Work task
Which lines of the records contain the word "highlighted"? Show each of them.

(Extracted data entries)
use staffplay_engine::NotationEngine;
use staffplay_transport::{EngineTrack, TrackControl, clamp_volume};

/// One control record per engine track, in the engine's order.
pub fn derive_controls(tracks: &[EngineTrack]) -> Vec<TrackControl> {
    tracks
        .iter()
        .enumerate()
        .map(|(index, track)| TrackControl::from_engine(index, track))
        .collect()
}

/// Per-track controls of the loaded score.
///
/// Mute and volume edits are written to the record and to the live engine.
/// Highlighting is purely local; at most one track is highlighted.
#[derive(Debug, Default)]
pub struct TrackControls {
    controls: Vec<TrackControl>,
}

impl TrackControls {
    pub fn replace(&mut self, tracks: &[EngineTrack]) {
        self.controls = derive_controls(tracks);
    }

    pub fn clear(&mut self) {
        self.controls.clear();
    }

    pub fn as_slice(&self) -> &[TrackControl] {
        &self.controls
    }

    pub fn get(&self, index: usize) -> Option<&TrackControl> {
        self.controls.get(index)
    }

    pub fn len(&self) -> usize {
        self.controls.len()
    }

    pub fn is_empty(&self) -> bool {
        self.controls.is_empty()
    }

    pub fn highlighted(&self) -> Option<usize> {
        self.controls.iter().position(|c| c.highlighted)
    }

    /// Returns false (and changes nothing) when no engine is live or the
    /// index does not name a track of the current score.
    pub fn set_muted<E: NotationEngine>(
        &mut self,
        engine: Option<&mut E>,
        index: usize,
        muted: bool,
    ) -> bool {
        let Some((engine, control)) = self.target(engine, index, "mute") else {
            return false;
        };
        control.muted = muted;
        engine.set_track_mute(index, muted);
        log::debug!(target: "session", "track '{}' muted: {muted}", control.display_name);
        true
    }

    pub fn toggle_muted<E: NotationEngine>(&mut self, engine: Option<&mut E>, index: usize) -> bool {
        match self.controls.get(index) {
            Some(control) => {
                let muted = !control.muted;
                self.set_muted(engine, index, muted)
            }
            None => {
                log::warn!(target: "session", "cannot toggle mute: no track {index}");
                false
            }
        }
    }

    /// Volume is clamped into `0.0..=1.0` before it is applied.
    pub fn set_volume<E: NotationEngine>(
        &mut self,
        engine: Option<&mut E>,
        index: usize,
        volume: f32,
    ) -> bool {
        let Some((engine, control)) = self.target(engine, index, "set volume") else {
            return false;
        };
        let volume = clamp_volume(volume);
        control.volume = volume;
        engine.set_track_volume(index, volume);
        true
    }

    /// Toggle the highlight on `index`, clearing any other highlighted track.
    pub fn toggle_highlight(&mut self, index: usize) -> bool {
        let Some(was_highlighted) = self.controls.get(index).map(|c| c.highlighted) else {
            log::warn!(target: "session", "cannot highlight: no track {index}");
            return false;
        };

        for control in &mut self.controls {
            control.highlighted = false;
        }
        self.controls[index].highlighted = !was_highlighted;
        true
    }

    fn target<'a, E: NotationEngine>(
        &'a mut self,
        engine: Option<&'a mut E>,
        index: usize,
        action: &str,
    ) -> Option<(&'a mut E, &'a mut TrackControl)> {
        let Some(engine) = engine else {
            log::warn!(target: "session", "cannot {action} track {index}: no engine loaded");
            return None;
        };
        let Some(control) = self.controls.get_mut(index) else {
            log::warn!(target: "session", "cannot {action} track {index}: out of range");
            return None;
        };
        Some((engine, control))
    }
}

Exercise result
/// Highlighting is purely local; at most one track is highlighted.
    pub fn highlighted(&self) -> Option<usize> {
        self.controls.iter().position(|c| c.highlighted)
    /// Toggle the highlight on `index`, clearing any other highlighted track.
        let Some(was_highlighted) = self.controls.get(index).map(|c| c.highlighted) else {
            control.highlighted = false;
        self.controls[index].highlighted = !was_highlighted;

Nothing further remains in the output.